PSY1 increased fruit carotenoid content in apple in the absence of light. (A) Representative bagged and non-bagged fruit of WT and PSY line OE-3 at 150 D. (B) Graphs showing carotenoid content in fruit skin (left) and flesh (right) of different PSY lines (OE-2, OE-3, OE-4) and WT. Error bars represent standard error of total carotenoid contents of three biological replicates. Bar graph with asterisk show significant difference from the non-bagged fruit of the same line using Dunnett’s test (*P < 0.05; **P < 0.01). (C) Stained fruit sections of WT and OE-3 displaying plastids (arrowed) in the cells.

FIGURE 7

Differentially expressed genes (DEGs) in bagged apple fruit. (A) Go Plot R of DEGs in bagged fruit of WT and OE-3 fruit. The scatter plots show log₂ fold change (logFC) for each gene under the gene ontology (GO) number. Red dots indicate upregulated genes and blue dots show downregulated genes.

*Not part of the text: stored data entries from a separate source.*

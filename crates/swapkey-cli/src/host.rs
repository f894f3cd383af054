//! Host capabilities backed by external programs.
//!
//! Each capability runs a configured argv. A capability with no configured
//! program, or whose program cannot be found, reports itself unavailable.
//! Credentials are passed through the environment, never on the command
//! line.

use std::{process::Output, sync::Mutex, time::Duration};

use swapkey_core::host::{
  CommandError, InjectError, LogoutCommand, PatchService, PatchStatus, ReloadSignal,
  SessionInjector,
};
use tokio::process::Command;
use tracing::{debug, info, warn};

/// Exit status a patch program uses to say "applied, restart the host".
pub const NEEDS_RESTART_EXIT_CODE: i32 = 3;

// ─── Command runner ──────────────────────────────────────────────────────────

#[derive(Debug, Clone)]
pub struct ExternalCommand {
  label: &'static str,
  argv:  Option<Vec<String>>,
}

impl ExternalCommand {
  pub fn new(label: &'static str, argv: Option<Vec<String>>) -> Self {
    Self { label, argv: argv.filter(|a| !a.is_empty()) }
  }

  pub fn is_configured(&self) -> bool { self.argv.is_some() }

  fn command(&self) -> Result<Command, CommandError> {
    let argv = self
      .argv
      .as_ref()
      .ok_or_else(|| CommandError::Unavailable(format!("no {} command configured", self.label)))?;
    let mut cmd = Command::new(&argv[0]);
    cmd.args(&argv[1..]).kill_on_drop(true);
    Ok(cmd)
  }

  async fn output(&self, env: &[(&str, &str)]) -> Result<Output, CommandError> {
    let mut cmd = self.command()?;
    cmd.envs(env.iter().copied());
    debug!(label = self.label, "running host command");
    cmd.output().await.map_err(|e| {
      if e.kind() == std::io::ErrorKind::NotFound {
        CommandError::Unavailable(format!("{} program not found", self.label))
      } else {
        CommandError::Failed(format!("{}: {e}", self.label))
      }
    })
  }

  /// Run to completion; a non-zero exit is a failure carrying stderr.
  async fn run(&self, env: &[(&str, &str)]) -> Result<(), CommandError> {
    let output = self.output(env).await?;
    if output.status.success() {
      Ok(())
    } else {
      Err(CommandError::Failed(failure_text(self.label, &output)))
    }
  }
}

fn failure_text(label: &str, output: &Output) -> String {
  let stderr = String::from_utf8_lossy(&output.stderr);
  let stderr = stderr.trim();
  if stderr.is_empty() {
    format!("{label} exited with {}", output.status)
  } else {
    format!("{label}: {stderr}")
  }
}

// ─── Capabilities ────────────────────────────────────────────────────────────

pub struct CommandPatch(pub ExternalCommand);

impl PatchService for CommandPatch {
  async fn check_and_apply(&self) -> PatchStatus {
    if !self.0.is_configured() {
      return PatchStatus::Ready;
    }
    match self.0.output(&[]).await {
      Ok(out) if out.status.success() => PatchStatus::Ready,
      Ok(out) if out.status.code() == Some(NEEDS_RESTART_EXIT_CODE) => PatchStatus::NeedsRestart,
      Ok(out) => PatchStatus::Failed(failure_text("patch", &out)),
      Err(e) => PatchStatus::Failed(e.to_string()),
    }
  }
}

pub struct CommandLogout(pub ExternalCommand);

impl LogoutCommand for CommandLogout {
  async fn logout(&self) -> Result<(), CommandError> {
    self.0.run(&[]).await
  }
}

pub struct CommandInjector(pub ExternalCommand);

impl SessionInjector for CommandInjector {
  async fn attempt(
    &self,
    api_key: &str,
    display_name: &str,
    server_url: &str,
  ) -> Result<(), InjectError> {
    self
      .0
      .run(&[
        ("SWAPKEY_API_KEY", api_key),
        ("SWAPKEY_DISPLAY_NAME", display_name),
        ("SWAPKEY_SERVER_URL", server_url),
      ])
      .await
  }
}

/// Records reload requests; [`DeferredReload::run_pending`] carries them out
/// before the process exits.
pub struct DeferredReload {
  command: ExternalCommand,
  pending: Mutex<Option<Duration>>,
}

impl DeferredReload {
  pub fn new(command: ExternalCommand) -> Self {
    Self { command, pending: Mutex::new(None) }
  }

  /// Wait out the requested delay and launch the reload program. Returns
  /// whether a reload had been requested.
  pub async fn run_pending(&self) -> bool {
    let pending = self.pending.lock().ok().and_then(|mut p| p.take());
    let Some(delay) = pending else {
      return false;
    };

    tokio::time::sleep(delay).await;
    if !self.command.is_configured() {
      info!("no reload command configured; restart the host to apply the switch");
      return true;
    }
    match self.command.command() {
      Ok(mut cmd) => {
        cmd.kill_on_drop(false);
        if let Err(e) = cmd.spawn() {
          warn!(error = %e, "failed to launch reload command");
        }
      }
      Err(e) => warn!(error = %e, "reload unavailable"),
    }
    true
  }
}

impl ReloadSignal for DeferredReload {
  fn schedule_reload(&self, delay: Duration) {
    if let Ok(mut pending) = self.pending.lock() {
      *pending = Some(delay);
    }
  }
}
//! Direct write of the active-account records into the state database.
//!
//! Used as the fallback when live injection is unavailable, and as a
//! best-effort backstop after a successful injection.

use serde_json::to_value;
use swapkey_core::{
  profile::CredentialProfile,
  snapshot::{
    AUTH_STATUS_KEY, AuthStatusSnapshot, DISPLAY_NAME_KEY, SERVICE_CONFIG_KEY,
    ServiceConfigRecord,
  },
};
use swapkey_store_sqlite::KvStore;
use tracing::debug;

use crate::Result;

/// Write the auth snapshot, the service config bundle and the display name.
///
/// All three must land; the first failure is returned.
pub async fn write_active_account(store: &KvStore, profile: &CredentialProfile) -> Result<()> {
  let snapshot = AuthStatusSnapshot::for_profile(profile);
  store.write(AUTH_STATUS_KEY, to_value(&snapshot)?).await?;

  let config = ServiceConfigRecord::for_profile(profile);
  store.write(SERVICE_CONFIG_KEY, to_value(&config)?).await?;

  store.write(DISPLAY_NAME_KEY, profile.display_name.as_str()).await?;

  debug!(profile = %profile.id, session_id = %snapshot.session_id, "active account written");
  Ok(())
}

The z-score bars are a measure of the extent to which each identified process is upregulated or downregulated. (B) Heat map of differentially expressed transcription factor genes in bagged fruit. Clustering done using the average expression values of three biological replicates of bagged (BG) and non-bagged (NBG) fruit of WT and OE-3 transgenic line. Green to red color gradients indicate low to high relative gene expression. The highlighted TFs are common to the bagging and fruit development (Figure 5A) data sets.

FIGURE 8

Correlations between carotenoid content and TF gene expression as determined by qRT-PCR in (A) fruit skin and (B) fruit flesh of WT and PSY fruit. R² values indicate coefficient of determination.